Lines to return, exactly: from the line with "let ticket = service" to the line with "filename src/http_server/blob_routes.rs" in the entries below, both included.

#### [STUDY MATERIAL]
·····

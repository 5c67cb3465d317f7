//! # Vault Service
//!
//! Explicitly constructed service object. Configuration and both backends
//! are injected; every component shares the same catalog, blob store and
//! metrics registry.

use std::fs;
use std::sync::Arc;

use serde::Serialize;

use crate::blob::{BlobStore, LocalBlobStore};
use crate::catalog::{LocalCatalog, MetadataCatalog};
use crate::config::VaultConfig;
use crate::errors::{VaultError, VaultResult};
use crate::library::FileLibrary;
use crate::maintenance::UsageReconciler;
use crate::model::ShareLink;
use crate::observability::MetricsRegistry;
use crate::sharing::{ResolvedShare, ShareLinkIssuer};
use crate::transfer::{DownloadTicket, TransferCoordinator};

/// Service over type-erased backends, as held by the HTTP layer
pub type DynVaultService = VaultService<dyn BlobStore, dyn MetadataCatalog>;

/// A resolved share: the link and a short-lived download capability
#[derive(Debug, Clone, PartialEq, Eq, Serialize)]
pub struct SharedDownload {
    pub share: ShareLink,
    pub download: DownloadTicket,
}

#[derive(Debug)]
pub struct VaultService<B: ?Sized, C: ?Sized> {
    config: VaultConfig,
    blob: Arc<B>,
    catalog: Arc<C>,
    metrics: Arc<MetricsRegistry>,
    transfers: TransferCoordinator<B, C>,
    shares: ShareLinkIssuer<C>,
    library: FileLibrary<C>,
    reconciler: UsageReconciler<B, C>,
}

impl<B, C> VaultService<B, C>
where
    B: BlobStore + ?Sized,
    C: MetadataCatalog + ?Sized,
{
    pub fn new(config: VaultConfig, blob: Arc<B>, catalog: Arc<C>) -> Self {
        let metrics = Arc::new(MetricsRegistry::new());

        let transfers = TransferCoordinator::new(
            Arc::clone(&blob),
            Arc::clone(&catalog),
            config.tiers,
            config.transfer,
            config.retry,
            Arc::clone(&metrics),
        );
        let shares = ShareLinkIssuer::new(Arc::clone(&catalog), Arc::clone(&metrics));
        let library = FileLibrary::new(Arc::clone(&catalog), config.tiers);
        let reconciler = UsageReconciler::new(
            Arc::clone(&blob),
            Arc::clone(&catalog),
            config.retry,
            Arc::clone(&metrics),
        );

        Self {
            config,
            blob,
            catalog,
            metrics,
            transfers,
            shares,
            library,
            reconciler,
        }
    }

    pub fn config(&self) -> &VaultConfig {
        &self.config
    }

    pub fn blob(&self) -> &Arc<B> {
        &self.blob
    }

    pub fn catalog(&self) -> &Arc<C> {
        &self.catalog
    }

    pub fn metrics(&self) -> &MetricsRegistry {
        &self.metrics
    }

    pub fn transfers(&self) -> &TransferCoordinator<B, C> {
        &self.transfers
    }

    pub fn shares(&self) -> &ShareLinkIssuer<C> {
        &self.shares
    }

    pub fn library(&self) -> &FileLibrary<C> {
        &self.library
    }

    pub fn reconciler(&self) -> &UsageReconciler<B, C> {
        &self.reconciler
    }

    /// Anonymous share resolution: validate the token, then issue a
    /// download capability for the shared file
    pub fn resolve_share(&self, token: &str) -> VaultResult<SharedDownload> {
        let ResolvedShare { share, file } = self.shares.validate_share(token)?;
        let download = self.transfers.request_shared_download(&share, file)?;
        Ok(SharedDownload { share, download })
    }
}

/// Backends for a single-node deployment under `config.data_dir`
pub fn open_local(config: &VaultConfig) -> VaultResult<(Arc<LocalBlobStore>, Arc<LocalCatalog>)> {
    let blob_root = config.blob_root();
    fs::create_dir_all(&blob_root).map_err(|e| {
        VaultError::Internal(format!("failed to create {}: {}", blob_root.display(), e))
    })?;

    let blob = LocalBlobStore::new(
        blob_root,
        config.public_base_url.trim_end_matches('/'),
        config.signing_secret.as_bytes(),
    );
    let catalog = LocalCatalog::open(config.catalog_path())?;
    Ok((Arc::new(blob), Arc::new(catalog)))
}

#[cfg(test)]
mod tests {
    use super::*;
    use crate::blob::MemoryBlobStore;
    use crate::model::ExpirationPolicy;
    use crate::transfer::ConfirmUpload;
    use uuid::Uuid;

    fn service() -> (VaultService<MemoryBlobStore, LocalCatalog>, Arc<MemoryBlobStore>) {
        let blob = Arc::new(MemoryBlobStore::new());
        let mut config = VaultConfig::new("/tmp/unused", "s".repeat(32), "j".repeat(32));
        config.retry = crate::retry::RetryPolicy::immediate(2);
        let service = VaultService::new(config, Arc::clone(&blob), Arc::new(LocalCatalog::in_memory()));
        (service, blob)
    }

    #[test]
    fn test_upload_share_resolve() {
        let (service, blob) = service();
        let owner = Uuid::new_v4();

        let ticket = service
            .transfers()
            .request_upload(&owner, "notes.txt", "text/plain", 5, None)
            .unwrap();
        blob.put_object(&ticket.capability.namespace, &ticket.object_key, b"hello").unwrap();
        let file = service
            .transfers()
            .confirm_upload(
                &owner,
                ConfirmUpload {
                    object_key: ticket.object_key.clone(),
                    actual_size: 5,
                    file_name: "notes.txt".into(),
                    content_type: "text/plain".into(),
                    folder_id: None,
                },
            )
            .unwrap();

        let share = service.shares().create_share(&owner, &file.id, ExpirationPolicy::OneDay).unwrap();
        let resolved = service.resolve_share(&share.token).unwrap();
        assert_eq!(resolved.share.id, share.id);
        assert_eq!(resolved.download.file.id, file.id);

        let snapshot = service.metrics().snapshot();
        assert_eq!(snapshot.shares_resolved, 1);
        assert_eq!(snapshot.downloads_issued, 1);
    }

    #[test]
    fn test_resolve_unknown_token() {
        let (service, _) = service();
        assert_eq!(service.resolve_share("missing"), Err(VaultError::ShareNotFound));
    }

    #[test]
    fn test_open_local_creates_layout() {
        let dir = tempfile::TempDir::new().unwrap();
        let config = VaultConfig::new(
            dir.path().to_string_lossy().to_string(),
            "s".repeat(32),
            "j".repeat(32),
        );
        let (blob, catalog) = open_local(&config).unwrap();
        assert!(blob.root().is_dir());

        let blob: Arc<dyn BlobStore> = blob;
        let catalog: Arc<dyn MetadataCatalog> = catalog;
        let service: DynVaultService = VaultService::new(config, blob, catalog);
        assert!(service.catalog().owners().unwrap().is_empty());
    }
}
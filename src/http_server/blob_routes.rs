//! Blob HTTP Routes
//!
//! The local backend's object endpoint. Requests carry no bearer token;
//! the capability's query string is the whole authorization.

use std::sync::Arc;

use axum::{
    body::Bytes,
    extract::{Path, Query, State},
    http::{header, HeaderMap, StatusCode},
    response::IntoResponse,
    routing::get,
    Json, Router,
};
use chrono::Utc;
use serde::Deserialize;

use super::server::{AppState, ErrorResponse};
use crate::blob::{BlobError, CapabilityMethod, LocalBlobStore, SignedRequest};

type BlobApiError = (StatusCode, Json<ErrorResponse>);

pub fn blob_routes(state: Arc<AppState>) -> Router {
    Router::new()
        .route("/:namespace/*key", get(get_object_handler).put(put_object_handler))
        .with_state(state)
}

#[derive(Debug, Deserialize)]
pub struct CapabilityParams {
    pub method: CapabilityMethod,
    pub expires: i64,
    pub signature: String,
}

fn blob_error(err: BlobError) -> BlobApiError {
    let status = StatusCode::from_u16(err.status_code()).unwrap_or(StatusCode::INTERNAL_SERVER_ERROR);
    let body = ErrorResponse {
        error: err.to_string(),
        kind: err.kind().to_string(),
        code: status.as_u16(),
    };
    (status, Json(body))
}

fn local_store(state: &AppState) -> Result<Arc<LocalBlobStore>, BlobApiError> {
    state.blobs.clone().ok_or_else(|| {
        blob_error(BlobError::Unavailable(
            "objects are not served by this process".to_string(),
        ))
    })
}

fn check(
    store: &LocalBlobStore,
    expected: CapabilityMethod,
    params: &CapabilityParams,
    namespace: &str,
    key: &str,
    content_type: Option<&str>,
) -> Result<(), BlobApiError> {
    if params.method != expected {
        return Err(blob_error(BlobError::InvalidSignature));
    }
    let request = SignedRequest {
        method: params.method,
        namespace,
        key,
        content_type,
        expires: params.expires,
    };
    store
        .verify_capability(&request, &params.signature, Utc::now())
        .map_err(blob_error)
}

async fn put_object_handler(
    State(state): State<Arc<AppState>>,
    Path((namespace, key)): Path<(String, String)>,
    Query(params): Query<CapabilityParams>,
    headers: HeaderMap,
    body: Bytes,
) -> Result<StatusCode, BlobApiError> {
    let store = local_store(&state)?;
    let content_type = headers
        .get(header::CONTENT_TYPE)
        .and_then(|v| v.to_str().ok())
        .ok_or_else(|| blob_error(BlobError::ContentTypeMismatch))?
        .to_string();
    check(&store, CapabilityMethod::Put, &params, &namespace, &key, Some(&content_type))?;

    tokio::task::spawn_blocking(move || store.write_object(&namespace, &key, &body))
        .await
        .map_err(|e| blob_error(BlobError::Io(e.to_string())))?
        .map_err(blob_error)?;
    Ok(StatusCode::CREATED)
}

async fn get_object_handler(
    State(state): State<Arc<AppState>>,
    Path((namespace, key)): Path<(String, String)>,
    Query(params): Query<CapabilityParams>,
) -> Result<impl IntoResponse, BlobApiError> {
    let store = local_store(&state)?;
    check(&store, CapabilityMethod::Get, &params, &namespace, &key, None)?;

    let data = tokio::task::spawn_blocking(move || store.read_object(&namespace, &key))
        .await
        .map_err(|e| blob_error(BlobError::Io(e.to_string())))?
        .map_err(blob_error)?;
    Ok(([(header::CONTENT_TYPE, "application/octet-stream")], data))
}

·····

#### [RESULT OF THE EXERCISE]
        let ticket = service
            .transfers()
            .request_upload(&owner, "notes.txt", "text/plain", 5, None)
            .unwrap();
        blob.put_object(&ticket.capability.namespace, &ticket.object_key, b"hello").unwrap();
        let file = service
            .transfers()
            .confirm_upload(
                &owner,
                ConfirmUpload {
                    object_key: ticket.object_key.clone(),
                    actual_size: 5,
                    file_name: "notes.txt".into(),
                    content_type: "text/plain".into(),
                    folder_id: None,
                },
            )
            .unwrap();

        let share = service.shares().create_share(&owner, &file.id, ExpirationPolicy::OneDay).unwrap();
        let resolved = service.resolve_share(&share.token).unwrap();
        assert_eq!(resolved.share.id, share.id);
        assert_eq!(resolved.download.file.id, file.id);

        let snapshot = service.metrics().snapshot();
        assert_eq!(snapshot.shares_resolved, 1);
        assert_eq!(snapshot.downloads_issued, 1);
    }

    #[test]
    fn test_resolve_unknown_token() {
        let (service, _) = service();
        assert_eq!(service.resolve_share("missing"), Err(VaultError::ShareNotFound));
    }

    #[test]
    fn test_open_local_creates_layout() {
        let dir = tempfile::TempDir::new().unwrap();
        let config = VaultConfig::new(
            dir.path().to_string_lossy().to_string(),
            "s".repeat(32),
            "j".repeat(32),
        );
        let (blob, catalog) = open_local(&config).unwrap();
        assert!(blob.root().is_dir());

        let blob: Arc<dyn BlobStore> = blob;
        let catalog: Arc<dyn MetadataCatalog> = catalog;
        let service: DynVaultService = VaultService::new(config, blob, catalog);
        assert!(service.catalog().owners().unwrap().is_empty());
    }
}
filename src/http_server/blob_routes.rs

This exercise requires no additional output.